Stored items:
★ ★ ★

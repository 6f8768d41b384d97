use super::layout::{component_dirs, context_key, scan_context, single_context_key};
use super::request::ScanRequest;
use super::resolver::ContextResolver;
use super::result::ScanResult;
use crate::catalog::{DevfileCatalog, RegistryCatalog};
use crate::config::DevscoutConfig;
use crate::detector::{ComponentDetector, HeuristicDetector};
use crate::devfile::{DevfileParser, YamlDevfileParser};
use crate::error::ScanError;
use crate::fs::{FileSystem, RealFileSystem};
use anyhow::{Context, Result};
use std::sync::Arc;
use std::time::Instant;
use tokio_util::sync::CancellationToken;
use tracing::{debug, info};

/// Repository content resolution engine
///
/// Holds no state between scans: every call to [`ContentResolver::scan`]
/// is a function of the request, the file system and the collaborators.
pub struct ContentResolver<F: FileSystem> {
    fs: F,
    parser: Arc<dyn DevfileParser>,
    detector: Arc<dyn ComponentDetector>,
    catalog: Arc<dyn DevfileCatalog>,
}

impl ContentResolver<RealFileSystem> {
    /// Production collaborators, configured from `config`
    pub fn from_config(config: &DevscoutConfig) -> Result<Self> {
        let parser = YamlDevfileParser::new(config.request_timeout())
            .context("Failed to create devfile parser")?;
        let catalog = RegistryCatalog::new(config.request_timeout())
            .context("Failed to create devfile registry client")?;
        let detector = HeuristicDetector::new(config.detector_config());

        Ok(Self::new(
            RealFileSystem::new(),
            Arc::new(parser),
            Arc::new(detector),
            Arc::new(catalog),
        ))
    }
}

impl<F: FileSystem> ContentResolver<F> {
    pub fn new(
        fs: F,
        parser: Arc<dyn DevfileParser>,
        detector: Arc<dyn ComponentDetector>,
        catalog: Arc<dyn DevfileCatalog>,
    ) -> Self {
        Self {
            fs,
            parser,
            detector,
            catalog,
        }
    }

    /// Resolves every immediate sub-directory of the request root as one
    /// component context. Contexts are processed one at a time in listing
    /// order; the first fatal error discards everything gathered so far.
    pub async fn scan(&self, request: &ScanRequest) -> Result<ScanResult, ScanError> {
        request.validate()?;
        let root = request.root_path.as_path();
        let start = Instant::now();

        info!(
            root = %root.display(),
            registry = %request.registry_url,
            "Starting repository scan"
        );

        let resolver = self.resolver(request);
        let mut result = ScanResult::default();

        for dir in component_dirs(&self.fs, root)? {
            let context = context_key(&request.context_prefix, dir.file_name());
            let layout = scan_context(&self.fs, dir.path(), context)?;
            result.record(resolver.resolve(&layout).await?);
        }

        debug!(elapsed_ms = start.elapsed().as_millis() as u64, "Repository scan finished");
        Ok(result.finish(root))
    }

    /// [`ContentResolver::scan`] that gives up as soon as `token` is
    /// cancelled. In-flight registry and devfile requests are dropped.
    pub async fn scan_with_cancel(
        &self,
        request: &ScanRequest,
        token: &CancellationToken,
    ) -> Result<ScanResult, ScanError> {
        tokio::select! {
            biased;
            _ = token.cancelled() => {
                info!(root = %request.root_path.display(), "Scan cancelled");
                Err(ScanError::Cancelled)
            }
            result = self.scan(request) => result,
        }
    }

    /// Resolves the request root itself as a single component context, for
    /// repositories that are one component rather than a monorepo.
    pub async fn analyze_path(&self, request: &ScanRequest) -> Result<ScanResult, ScanError> {
        request.validate()?;
        let root = request.root_path.as_path();
        if !self.fs.is_dir(root) {
            return Err(ScanError::io(root, anyhow::anyhow!("not a directory")));
        }

        info!(root = %root.display(), "Analyzing single component");

        let context = single_context_key(&request.context_prefix);
        let layout = scan_context(&self.fs, root, context)?;
        let outcome = self.resolver(request).resolve(&layout).await?;

        let mut result = ScanResult::default();
        result.record(outcome);
        Ok(result.finish(root))
    }

    fn resolver<'a>(&'a self, request: &'a ScanRequest) -> ContextResolver<'a> {
        ContextResolver::new(
            self.parser.as_ref(),
            self.detector.as_ref(),
            self.catalog.as_ref(),
            request,
        )
    }
}
use super::model::Devfile;
use super::parser::{parse_bytes, DevfileError, DevfileParser, DevfileSource};
use async_trait::async_trait;
use std::collections::HashMap;
use std::sync::Mutex;

/// Parses bytes like the real parser and serves URLs from an in-memory table
pub struct MockDevfileParser {
    remote: Mutex<HashMap<String, String>>,
    fetched: Mutex<Vec<String>>,
}

impl MockDevfileParser {
    pub fn new() -> Self {
        Self {
            remote: Mutex::new(HashMap::new()),
            fetched: Mutex::new(Vec::new()),
        }
    }

    pub fn with_remote(self, url: impl Into<String>, yaml: impl Into<String>) -> Self {
        self.add_remote(url, yaml);
        self
    }

    pub fn add_remote(&self, url: impl Into<String>, yaml: impl Into<String>) {
        self.remote.lock().unwrap().insert(url.into(), yaml.into());
    }

    /// URLs fetched so far, in call order
    pub fn fetched_urls(&self) -> Vec<String> {
        self.fetched.lock().unwrap().clone()
    }
}

impl Default for MockDevfileParser {
    fn default() -> Self {
        Self::new()
    }
}

#[async_trait]
impl DevfileParser for MockDevfileParser {
    async fn parse(
        &self,
        source: DevfileSource<'_>,
        _token: Option<&str>,
    ) -> Result<Devfile, DevfileError> {
        match source {
            DevfileSource::Bytes(bytes) => parse_bytes(bytes),
            DevfileSource::Url(url) => {
                self.fetched.lock().unwrap().push(url.to_string());
                let yaml = self
                    .remote
                    .lock()
                    .unwrap()
                    .get(url)
                    .cloned()
                    .ok_or_else(|| DevfileError::Fetch {
                        url: url.to_string(),
                        message: "HTTP 404 Not Found".to_string(),
                    })?;
                parse_bytes(yaml.as_bytes())
            }
        }
    }
}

★ ★ ★

Work instruction → Among the entries, copy every line containing the word "detector".

Response to the exercise →
use crate::detector::{ComponentDetector, HeuristicDetector};
    detector: Arc<dyn ComponentDetector>,
        let detector = HeuristicDetector::new(config.detector_config());
            Arc::new(detector),
        detector: Arc<dyn ComponentDetector>,
            detector,
            self.detector.as_ref(),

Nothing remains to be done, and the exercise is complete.